Fertilization involves the production of inositol trisphosphate and diacylglycerol with a subsequent increase in intracellular calcium concentration ([Ca2+]i) and the activation of a calcium-dependent protein kinase, the so-called protein kinase C (PKC). Methods of parthenogenetic activation have focused on this calcium wave which seems to be large enough to generate all the responses associated with fertilization and even finally inducing the activation of PKC activity. The specific stimulation of PKC by phorbol esters in turn elicits [Ca2+]i oscillations although no reports exist claiming that the mere activation of this protein is capable of sustaining embryonic development. In this paper we describe the effect of different calcium ionophores and phorbol esters as parthenogenetic agents on mouse oocytes compared with ethanol as the standard procedure.

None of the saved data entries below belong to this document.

//! Plan executor.
//!
//! Runs the operations of a plan in order. The first failing statement
//! aborts the pass; there are no transactions, so a failed pass leaves the
//! database wherever it stopped and the next run plans from there.

use tracing::{debug, info};

use crate::db::{Database, SqlValue};
use crate::dialect::{dialect_for, SqlDialect};
use crate::error::Result;
use crate::introspect::Introspector;
use crate::operations::SyncOperation;
use crate::planner::Plan;
use crate::report::SyncReport;

/// Executes plans against a database.
pub struct Executor {
    db: Database,
    dialect: &'static dyn SqlDialect,
    introspector: Introspector,
    dry_run: bool,
}

impl Executor {
    /// Creates a new executor.
    #[must_use]
    pub fn new(db: Database) -> Self {
        let dialect = dialect_for(db.backend());
        let introspector = Introspector::new(db.clone());
        Self {
            db,
            dialect,
            introspector,
            dry_run: false,
        }
    }

    /// Enables dry-run mode (SQL is collected but not executed).
    #[must_use]
    pub fn dry_run(mut self, enabled: bool) -> Self {
        self.dry_run = enabled;
        self
    }

    /// Runs every step of `plan`, recording history and SQL in `report`.
    pub async fn execute(&self, plan: &Plan, report: &mut SyncReport) -> Result<()> {
        report.dry_run = self.dry_run;
        for step in &plan.steps {
            info!(step = %step.summary, dry_run = self.dry_run, "Applying step");
            for operation in &step.operations {
                self.execute_operation(operation, report).await?;
            }
            report.history.push(step.summary.clone());
            report.changes += step.changes;
        }
        Ok(())
    }

    async fn execute_operation(&self, operation: &SyncOperation, report: &mut SyncReport) -> Result<()> {
        match operation {
            SyncOperation::DropImplicitIndexes { table } => {
                // Nothing exists yet in dry-run mode.
                if self.dry_run {
                    return Ok(());
                }
                for name in self.introspector.list_indexes(table).await?.into_keys() {
                    debug!(table = %table, index = %name, "Dropping implicit index");
                    let sql = self.dialect.drop_index_sql(&name, table);
                    self.run(&sql, &[], report).await?;
                }
            }
            SyncOperation::InsertRows {
                table,
                columns,
                rows,
            } => {
                for (sql, values) in self.dialect.insert_batches(table, columns, rows) {
                    self.run(&sql, &values, report).await?;
                }
            }
            _ => {
                for sql in self.dialect.generate_sql(operation) {
                    self.run(&sql, &[], report).await?;
                }
            }
        }
        Ok(())
    }

    async fn run(
        &self,
        sql: &str,
        values: &[SqlValue],
        report: &mut SyncReport,
    ) -> Result<()> {
        if values.is_empty() {
            report.statements.push(sql.to_string());
        } else {
            let rendered: Vec<String> = values.iter().map(ToString::to_string).collect();
            report
                .statements
                .push(format!("{sql} -- [{}]", rendered.join(", ")));
        }
        if self.dry_run {
            return Ok(());
        }
        if values.is_empty() {
            self.db.execute(sql).await?;
        } else {
            self.db.execute_with(sql, values).await?;
        }
        Ok(())
    }
}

Phorbol esters (OAG) fail to activate a significant number of oocytes, with very few reaching blastocyst stage. However, when a calcium ionophore (A23187) is added, the percentage of embryos reaching the blastocyst stage increases to such an extent that it is the best chemical method assayed to date. We conclude that incubation with both compounds combined inhibits feed-back processes between the above reactions and so induces a more physiologic parthenogenetic activation.